ソラは抱き着くことを諦め、しょぼしょぼと洗面台に向かう。
「よし、そろそろ焼けるぞ小日向」
「オワリ君もごめんね。掃除だけじゃなく準備まで」
「良いって、そんな事言ってないで早く座れ。始めるぞ」
手を洗って帰ってきたソラを促し、俺達三人でタコ焼き機を囲うように座る。
全員が座り準備完了。生地を焼けた鉄板に流し込み、最初はオーソドックスにタコを投入。
「そういえば、お二人はたこ焼きを作った事ありますか?」
「私はないよ」
「俺もないな」
「ボクも経験ないです」
「「……」」
「……一人ずつ挑戦しましょうか」
「うんうん、そうしよう。

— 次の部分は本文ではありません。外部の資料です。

use anyhow::{Context, Result};
use clap::Parser;
use groupshot::capture::WebcamCapture;
use groupshot::config::{ExtractorSettings, DEFAULT_BLUR_RADIUS};
use groupshot::error::ErrorKind;
use groupshot::export::{self, DEFAULT_EXPORT_NAME};
use groupshot::output::{LoopbackPreview, PreviewSink};
use groupshot::segmentation::{self, ModelKind};
use groupshot::{LayerExtractor, Phase, Session, SessionEvent};
use std::io::BufRead;
use std::path::{Path, PathBuf};
use std::sync::mpsc;
use std::thread;
use std::time::Duration;

#[derive(Parser, Debug)]
#[command(author, version, about, long_about = None)]
struct Args {
    /// Input webcam device index
    #[arg(short, long, default_value_t = 0)]
    input_device: u32,

    /// Second webcam to toggle to with `switch` (e.g. the rear camera)
    #[arg(long)]
    alt_device: Option<u32>,

    /// Path to segmentation model (ONNX file)
    #[arg(long)]
    model: String,

    /// Capture resolution width
    #[arg(long, default_value_t = 1920)]
    capture_width: u32,

    /// Capture resolution height
    #[arg(long, default_value_t = 1080)]
    capture_height: u32,

    /// Which segmentation backend the model file is for
    #[arg(long, value_enum, default_value_t = ModelKind::Selfie)]
    model_kind: ModelKind,

    /// Where `export` writes the group photo (.png or .jpg)
    #[arg(short, long, default_value = DEFAULT_EXPORT_NAME)]
    output: PathBuf,

    /// Seconds to count down before each capture
    #[arg(long, default_value_t = 3)]
    countdown: u32,

    /// v4l2loopback device to write a live preview to
    #[arg(long)]
    preview_device: Option<String>,

    /// Preview resolution width
    #[arg(long, default_value_t = 1280)]
    preview_width: u32,

    /// Preview resolution height
    #[arg(long, default_value_t = 720)]
    preview_height: u32,

    /// Mask edge softening radius in pixels (0 disables)
    #[arg(long, default_value_t = DEFAULT_BLUR_RADIUS)]
    blur_radius: u32,

    /// Brightness multiplier applied to people
    #[arg(long, default_value_t = 1.0)]
    brightness: f32,

    /// Contrast multiplier applied to people
    #[arg(long, default_value_t = 1.0)]
    contrast: f32,

    /// Enable debug logging
    #[arg(long)]
    debug: bool,
}

enum Input {
    Command(String),
    Event(SessionEvent),
    Closed,
}

fn main() -> Result<()> {
    let args = Args::parse();

    let log_level = if args.debug {
        tracing::Level::DEBUG
    } else {
        tracing::Level::INFO
    };

    tracing_subscriber::fmt()
        .with_max_level(log_level)
        .with_target(false)
        .init();

    tracing::info!("GroupShot starting");

    let settings = ExtractorSettings {
        blur_radius: args.blur_radius,
        blur_sigma: None,
        brightness: args.brightness,
        contrast: args.contrast,
    };
    let extractor = LayerExtractor::new(settings).context("Invalid extractor settings")?;

    tracing::info!("Capture: {}x{}", args.capture_width, args.capture_height);
    let capture = WebcamCapture::new(args.input_device, args.capture_width, args.capture_height)
        .context("Failed to initialize webcam capture")?;

    tracing::info!("Loading {:?} segmentation model from {}", args.model_kind, args.model);
    let model = segmentation::create_model(args.model_kind, &args.model)
        .context("Failed to load segmentation model")?;

    let mut preview: Option<Box<dyn PreviewSink>> = match &args.preview_device {
        Some(device) => Some(Box::new(
            LoopbackPreview::new(device, args.preview_width, args.preview_height)
                .context("Failed to initialize preview output")?,
        )),
        None => None,
    };

    let (mut session, events) = Session::new(Box::new(capture), model, extractor)?;

    let (tx, inputs) = mpsc::channel();
    spawn_stdin_reader(tx.clone());
    spawn_event_forwarder(events, tx);

    print_help();
    let mut device = args.input_device;

    for input in inputs {
        match input {
            Input::Event(event) => {
                on_event(&event);
                if matches!(event, SessionEvent::PhaseChanged(_) | SessionEvent::PersonAdded { .. }) {
                    if let Some(sink) = preview.as_deref_mut() {
                        refresh_preview(&session, sink);
                    }
                }
            }
            Input::Command(line) => match line.trim() {
                "lock" | "l" => {
                    countdown(args.countdown);
                    // errors are reported through events
                    let _ = session.lock_background();
                }
                "relock" => {
                    countdown(args.countdown);
                    let _ = session.relock_background();
                }
                "add" | "a" => {
                    if session.phase() == Phase::NoBackground {
                        println!("Lock a background first.");
                        continue;
                    }
                    countdown(args.countdown);
                    if session.request_add_person().is_ok() {
                        println!("Processing...");
                    }
                }
                "reset" | "r" => session.reset(),
                "switch" | "s" => match args.alt_device {
                    Some(alt) => {
                        let next = if device == alt { args.input_device } else { alt };
                        match WebcamCapture::new(next, args.capture_width, args.capture_height) {
                            Ok(capture) => {
                                session.replace_source(Box::new(capture));
                                device = next;
                            }
                            Err(err) => tracing::error!("Failed to switch camera: {:#}", err),
                        }
                    }
                    None => println!("No --alt-device configured."),
                },
                "export" | "e" => export_to(&session, &args.output),
                "status" => println!(
                    "phase={:?} busy={} people={} canvas={:?}",
                    session.phase(),
                    session.is_busy(),
                    session.layer_count(),
                    session.canvas_size()
                ),
                "help" | "h" => print_help(),
                "quit" | "q" => break,
                "" => {}
                other => println!("Unknown command `{other}`, try `help`."),
            },
            Input::Closed => break,
        }
    }

    tracing::info!("Shutting down");
    drop(session);
    Ok(())
}

fn spawn_stdin_reader(tx: mpsc::Sender<Input>) {
    thread::spawn(move || {
        for line in std::io::stdin().lock().lines() {
            let Ok(line) = line else { break };
            if tx.send(Input::Command(line)).is_err() {
                return;
            }
        }
        let _ = tx.send(Input::Closed);
    });
}

fn spawn_event_forwarder(events: mpsc::Receiver<SessionEvent>, tx: mpsc::Sender<Input>) {
    thread::spawn(move || {
        for event in events {
            if tx.send(Input::Event(event)).is_err() {
                return;
            }
        }
    });
}

fn on_event(event: &SessionEvent) {
    tracing::debug!("{:?}", event);
    match event {
        SessionEvent::PhaseChanged(Phase::ReadyForPeople) => {
            println!("Background locked. Now add people.")
        }
        SessionEvent::PhaseChanged(Phase::NoBackground) => println!("Reset. Lock a new background."),
        SessionEvent::PersonAdded { count } => println!("Person added successfully! ({count} so far)"),
        SessionEvent::Failed(kind) => println!("{}", kind.user_message()),
        SessionEvent::PhaseChanged(Phase::HasPeople) | SessionEvent::BusyChanged(_) => {}
    }
}

fn refresh_preview(session: &Session, sink: &mut dyn PreviewSink) {
    let shown = match session.render() {
        Ok(Some(image)) => sink.show(&image),
        Ok(None) => sink.clear(),
        Err(err) => {
            tracing::warn!("Failed to render preview: {}", err);
            return;
        }
    };
    if let Err(err) = shown {
        tracing::warn!("Failed to update preview: {:#}", err);
    }
}

fn export_to(session: &Session, path: &Path) {
    if !session.phase().can_export() {
        println!("Nothing to download.");
        return;
    }
    let exporter = export::exporter_for_path(path);
    match session.export(exporter.as_ref()) {
        Ok(bytes) => match export::save(path, &bytes) {
            Ok(()) => println!("Saved {}", path.display()),
            Err(err) => tracing::error!("{:#}", err),
        },
        Err(err) if err.kind() == ErrorKind::Other => tracing::error!("Export failed: {}", err),
        Err(_) => {}
    }
}

fn countdown(seconds: u32) {
    for n in (1..=seconds).rev() {
        println!("{n}");
        thread::sleep(Duration::from_secs(1));
    }
}

fn print_help() {
    println!("Commands: lock, add, relock, reset, switch, export, status, help, quit");
}

#[cfg(test)]
mod tests {
    use super::*;
    use groupshot::capture::StillFrames;
    use groupshot::{ExtractorSettings, Mask, SegmentationModel};
    use image::RgbImage;

    struct Everyone;

    impl SegmentationModel for Everyone {
        fn segment(&mut self, frame: &RgbImage) -> anyhow::Result<Mask> {
            let (w, h) = frame.dimensions();
            Mask::filled(w, h, 1.0)
        }

        fn input_size(&self) -> (u32, u32) {
            (0, 0)
        }
    }

    #[test]
    fn export_before_lock_reports_once_and_writes_nothing() {
        let extractor = LayerExtractor::new(ExtractorSettings::passthrough()).unwrap();
        let source = StillFrames::new([RgbImage::new(2, 2)]);
        let (session, events) =
            Session::new(Box::new(source), Box::new(Everyone), extractor).unwrap();

        let path = std::env::temp_dir().join(format!("groupshot-empty-{}.png", std::process::id()));
        export_to(&session, &path);

        assert!(!path.exists());
        // The CLI message is the only report; no Failed event doubles it.
        assert!(events.try_recv().is_err());
        session.shutdown().unwrap();
    }

    #[test]
    fn capture_size_defaults_to_full_hd() {
        let args = Args::try_parse_from(["groupshot", "--model", "selfie.onnx"]).unwrap();
        assert_eq!((args.capture_width, args.capture_height), (1920, 1080));
    }

    #[test]
    fn capture_size_can_be_overridden() {
        let args = Args::try_parse_from([
            "groupshot",
            "--model",
            "selfie.onnx",
            "--capture-width",
            "640",
            "--capture-height",
            "480",
        ])
        .unwrap();
        assert_eq!((args.capture_width, args.capture_height), (640, 480));
    }
}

せっかくのパーティーだし」
別にお店のような美味しいさを求めて来たわけではない。
仲のいい友人達でワイワイ楽しむことこそが今日の目的。どれだけ不格好だろうと、この楽しさをスパイスにすれば全て美味しくいただける。
タコの次はウインナーやチーズ、ソラとココロの二人が買ってきた変わり種を投入したり、どれに何が入っているか分からないランダムを作ったりと、楽しい時間を過ごしていく。
二人のヒーローと、怪人の俺。秘密を知られてしまえば崩れるかもしれないこの関係が、いつまでも続けばいいのにと俺は心の底から願う。
明日も明後日もこれからも、どうかこの二人と友人でありますように。